Saved data entries
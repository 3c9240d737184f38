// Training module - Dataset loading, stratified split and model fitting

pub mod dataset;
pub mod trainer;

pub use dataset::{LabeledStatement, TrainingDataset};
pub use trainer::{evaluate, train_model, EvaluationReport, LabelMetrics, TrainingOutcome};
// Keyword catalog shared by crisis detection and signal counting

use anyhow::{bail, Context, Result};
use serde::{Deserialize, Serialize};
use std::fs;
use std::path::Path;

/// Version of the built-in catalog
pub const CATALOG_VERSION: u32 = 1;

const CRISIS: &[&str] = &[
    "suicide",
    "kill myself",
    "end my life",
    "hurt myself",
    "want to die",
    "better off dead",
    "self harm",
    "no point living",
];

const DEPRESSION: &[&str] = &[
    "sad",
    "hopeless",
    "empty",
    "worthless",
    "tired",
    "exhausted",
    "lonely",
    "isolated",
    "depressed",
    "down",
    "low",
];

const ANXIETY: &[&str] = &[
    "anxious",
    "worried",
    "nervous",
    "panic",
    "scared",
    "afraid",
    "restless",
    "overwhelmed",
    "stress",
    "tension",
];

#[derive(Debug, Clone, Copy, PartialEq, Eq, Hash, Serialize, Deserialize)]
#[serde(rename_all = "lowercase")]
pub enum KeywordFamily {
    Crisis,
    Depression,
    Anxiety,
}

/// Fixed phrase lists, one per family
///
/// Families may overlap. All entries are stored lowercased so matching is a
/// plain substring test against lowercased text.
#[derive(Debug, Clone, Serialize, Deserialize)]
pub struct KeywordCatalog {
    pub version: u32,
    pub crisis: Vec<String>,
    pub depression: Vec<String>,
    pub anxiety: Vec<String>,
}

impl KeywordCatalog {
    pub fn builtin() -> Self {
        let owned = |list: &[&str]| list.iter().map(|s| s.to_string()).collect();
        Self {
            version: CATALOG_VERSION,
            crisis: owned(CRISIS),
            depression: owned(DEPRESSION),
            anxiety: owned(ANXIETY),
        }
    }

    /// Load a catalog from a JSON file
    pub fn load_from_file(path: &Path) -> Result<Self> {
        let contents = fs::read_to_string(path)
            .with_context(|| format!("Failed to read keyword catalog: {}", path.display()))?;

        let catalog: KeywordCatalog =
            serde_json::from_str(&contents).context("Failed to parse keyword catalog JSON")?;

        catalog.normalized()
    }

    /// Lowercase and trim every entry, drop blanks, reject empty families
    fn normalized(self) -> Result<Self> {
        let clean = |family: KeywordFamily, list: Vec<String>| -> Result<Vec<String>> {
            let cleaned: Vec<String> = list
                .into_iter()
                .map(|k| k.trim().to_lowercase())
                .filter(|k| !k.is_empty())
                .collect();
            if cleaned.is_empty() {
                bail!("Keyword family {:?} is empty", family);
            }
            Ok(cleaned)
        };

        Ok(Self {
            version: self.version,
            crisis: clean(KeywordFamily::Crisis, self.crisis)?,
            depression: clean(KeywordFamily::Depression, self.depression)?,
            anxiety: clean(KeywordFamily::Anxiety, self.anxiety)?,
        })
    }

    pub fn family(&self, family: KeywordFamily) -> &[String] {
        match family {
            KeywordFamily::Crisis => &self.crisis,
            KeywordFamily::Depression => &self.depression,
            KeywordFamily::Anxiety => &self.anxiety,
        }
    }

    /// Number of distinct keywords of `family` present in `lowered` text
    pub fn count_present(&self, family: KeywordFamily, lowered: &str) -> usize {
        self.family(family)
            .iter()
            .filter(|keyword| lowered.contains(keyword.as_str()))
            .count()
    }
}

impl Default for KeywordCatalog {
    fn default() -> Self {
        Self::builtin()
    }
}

_ACTION ITEM_. Of the lines above, copy each that contains "lowercased".

_SOLUTION BELOW_.
/// Families may overlap. All entries are stored lowercased so matching is a
/// plain substring test against lowercased text.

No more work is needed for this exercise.